Depreciation and Amortization — Depreciation and amortization increased $4.3 million, or 7.1 percent, for the six months ended June 30, 2014 compared with the same period in 2013. The increase is primarily due to normal system expansion and a change in amortization as a result of regulatory outcomes.

Taxes (Other Than Income Taxes) — Taxes (other than income taxes) increased $1.4 million, or 5.5 percent, for the six months ended June 30, 2014 compared with the same period in 2013. The increase is primarily due to an increase in property and general taxes.

Allowance for Funds Used During Construction, Equity and Debt (AFUDC) AFUDC increased $2.5 million for the six months ended June 30, 2014 compared with the same period in 2013. The increase is primarily due to the expansion of transmission facilities.

Interest Charges — Interest charges increased $3.3 million, or 9.3 percent, for the six months ended June 30, 2014 compared with the same period in 2013. The increase is primarily due to higher long-term debt levels, partially offset by lower interest rates.

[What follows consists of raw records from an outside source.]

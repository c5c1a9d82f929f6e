//! Tangent-space derivation for mesh construction. Not a hot path; used by
//! the navmesh detail-mesh normal shading and test fixtures rather than any
//! per-frame query.

use glam::{Vec2, Vec3};

#[derive(Clone, Copy, Debug, Default)]
pub struct TangentBasis {
    pub tangent: Vec3,
    pub binormal: Vec3,
}

/// Accumulates per-vertex tangent/binormal contributions from triangles
/// before a final Gram-Schmidt orthogonalization pass.
#[derive(Default)]
pub struct TangentAccumulator {
    tangents: Vec<Vec3>,
    binormals: Vec<Vec3>,
}

impl TangentAccumulator {
    pub fn new(vertex_count: usize) -> Self {
        Self { tangents: vec![Vec3::ZERO; vertex_count], binormals: vec![Vec3::ZERO; vertex_count] }
    }

    /// Accumulate the tangent/binormal contribution of one triangle onto its
    /// three vertices, given position edges `(e1, e2)` and texture-space
    /// deltas `(et1, et2)`.
    pub fn accumulate_triangle(&mut self, indices: [usize; 3], e1: Vec3, e2: Vec3, et1: Vec2, et2: Vec2) {
        let denom = et1.x * et2.y - et1.y * et2.x;
        if denom.abs() < 1e-12 {
            return;
        }
        let r = 1.0 / denom;
        let tangent = (e1 * et2.y - e2 * et1.y) * r;
        let binormal = (e2 * et1.x - e1 * et2.x) * r;

        for &i in &indices {
            self.tangents[i] += tangent;
            self.binormals[i] += binormal;
        }
    }

    /// Gram-Schmidt each accumulated tangent against the vertex normal and
    /// derive handedness from `sign((n x t) . b)`.
    pub fn finish(self, normals: &[Vec3]) -> Vec<TangentBasis> {
        debug_assert_eq!(normals.len(), self.tangents.len());
        normals
            .iter()
            .zip(self.tangents.iter().zip(self.binormals.iter()))
            .map(|(&n, (&t, &b))| {
                let ortho_t = (t - n * n.dot(t)).normalize_or_zero();
                let handedness = if n.cross(ortho_t).dot(b) < 0.0 { -1.0 } else { 1.0 };
                TangentBasis { tangent: ortho_t, binormal: n.cross(ortho_t) * handedness }
            })
            .collect()
    }
}

#[cfg(test)]
mod tests {
    use super::*;
    use glam::vec3;

    #[test]
    fn orthogonal_tangent_stays_unit_length() {
        let mut acc = TangentAccumulator::new(3);
        acc.accumulate_triangle(
            [0, 1, 2],
            vec3(1.0, 0.0, 0.0),
            vec3(0.0, 1.0, 0.0),
            Vec2::new(1.0, 0.0),
            Vec2::new(0.0, 1.0),
        );
        let normals = vec![Vec3::Z; 3];
        let bases = acc.finish(&normals);
        for basis in bases {
            assert!((basis.tangent.length() - 1.0).abs() < 1e-4 || basis.tangent == Vec3::ZERO);
        }
    }
}
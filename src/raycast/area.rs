//! Per-area raycast: walk one area's surfaces then its primitive links,
//! dispatching to the triangle or bounds-only routines per the active
//! `RaycastMode` (§4.4). Shared by the segment-BSP walk and the portal
//! flood for rays, exactly as `vis::cull::cull_area` is shared by both
//! visibility topologies.

use crate::geometry::Ray;
use crate::world::types::AreaId;
use crate::world::World;

use super::bounds::{raycast_primitive_bounds, raycast_surface_bounds};
use super::filter::RaycastFilter;
use super::primitive::{raycast_primitive_all, raycast_primitive_closest};
use super::result::{AllHitsResult, BoundsResult, ClosestHit};
use super::surface::{raycast_surface_all, raycast_surface_closest};

/// Which result mode a top-level ray query runs in; determines which
/// per-element routine `raycast_area` dispatches to.
pub enum RaycastAccumulator<'a> {
    Closest { closest: f32, out: &'a mut Option<ClosestHit> },
    All(&'a mut AllHitsResult),
    Bounds(&'a mut BoundsResult),
}

impl RaycastAccumulator<'_> {
    /// Current closest-distance horizon used to prune further traversal
    /// (only meaningful in `Closest` mode; the other modes never stop
    /// early since they must collect every intersection).
    pub fn closest_distance(&self) -> f32 {
        match self {
            RaycastAccumulator::Closest { closest, .. } => *closest,
            _ => f32::INFINITY,
        }
    }
}

/// Raycast every surface then every primitive of `area`, updating the
/// accumulator in place.
pub fn raycast_area(world: &World, area: AreaId, ray: &Ray, marker: u32, filter: &RaycastFilter, acc: &mut RaycastAccumulator) {
    let area_ref = &world.areas[area.0 as usize];

    for surface_idx in area_ref.surface_range() {
        let surface_id = crate::world::types::SurfaceId(surface_idx);
        let surface = &world.surfaces[surface_idx as usize];
        if surface.vis_mark.get() == marker {
            continue;
        }
        surface.vis_mark.set(marker);

        match acc {
            RaycastAccumulator::Closest { closest, out } => {
                *closest = raycast_surface_closest(world, surface_id, surface, ray, filter, *closest, marker, out);
            }
            RaycastAccumulator::All(out) => raycast_surface_all(world, surface_id, surface, ray, filter, out),
            RaycastAccumulator::Bounds(out) => raycast_surface_bounds(surface_id, surface, ray, filter, out),
        }
    }

    for primitive_id in world.area_primitives(area) {
        let Some(primitive) = world.get_primitive(primitive_id) else { continue };
        if primitive.vis_mark.get() == marker {
            continue;
        }
        primitive.vis_mark.set(marker);

        match acc {
            RaycastAccumulator::Closest { closest, out } => {
                *closest = raycast_primitive_closest(primitive_id, primitive, ray, filter, *closest, out);
            }
            RaycastAccumulator::All(out) => raycast_primitive_all(primitive_id, primitive, ray, filter, out),
            RaycastAccumulator::Bounds(out) => raycast_primitive_bounds(primitive_id, primitive, ray, filter, out),
        }
    }
}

Income Taxes — Income tax expense increased $3.2 million for the six months ended June 30, 2014 compared with the same period in 2013. The increase in income tax expense is primarily due to higher pretax earnings in 2014. The ETR was 35.9 percent for the six months ended June 30, 2014, compared with 36.1 percent for the same period in 2013.

Public Utility Regulation

SPP Integrated Market (IM) — SPP has operated a regional energy imbalance market since 2007. SPS has recovered related charges and revenues in its retail and wholesale rates. In 2012 and 2013, the FERC approved proposed revisions to the SPP tariff to allow SPP to operate a day ahead and real time energy and ancillary services market similar to the regional market operated by Midcontinent Independent System Operator, Inc (MISO). The SPP IM began operations on March 1, 2014. SPS submitted filings to the FERC to modify its wholesale power sales contracts to allow recovery of SPP IM charges and revenues through the SPP wholesale fuel clause adjustment (FCA). SPS also requested approval to make sales to the SPP IM at market-based rates, which the FERC approved in February 2014. The FERC approved the FCA tariff filings in April 2014. SPS has also filed changes to its QF tariffs in Texas and New Mexico to revise the pricing applied to QF purchases to be consistent with the new market. In February 2014, SPS was granted interim approval of the revised QF tariff in Texas to coincide with the start of the IM. The New Mexico revised QF tariff was approved in March 2014.
 
SPS Transmission Notifications to Construct (NTCs) — In April 2014, the SPP Board of Directors approved the High Priority Incremental Load Study Report, a reliability assessment that evaluated the anticipated transmission needs of certain parts of the SPP resulting from expected load growth in the area. As a result of this study, SPS has received NTCs and conditional NTCs for 44 new transmission projects to be placed into service by 2020. SPS is in the process of evaluating these projects and their costs internally before submitting certificates of convenience and necessity (CCNs) to the PUCT and the NMPRC. These projects are intended to provide regional reliability benefits as well as the ability to serve the increase in load in Southeast New Mexico.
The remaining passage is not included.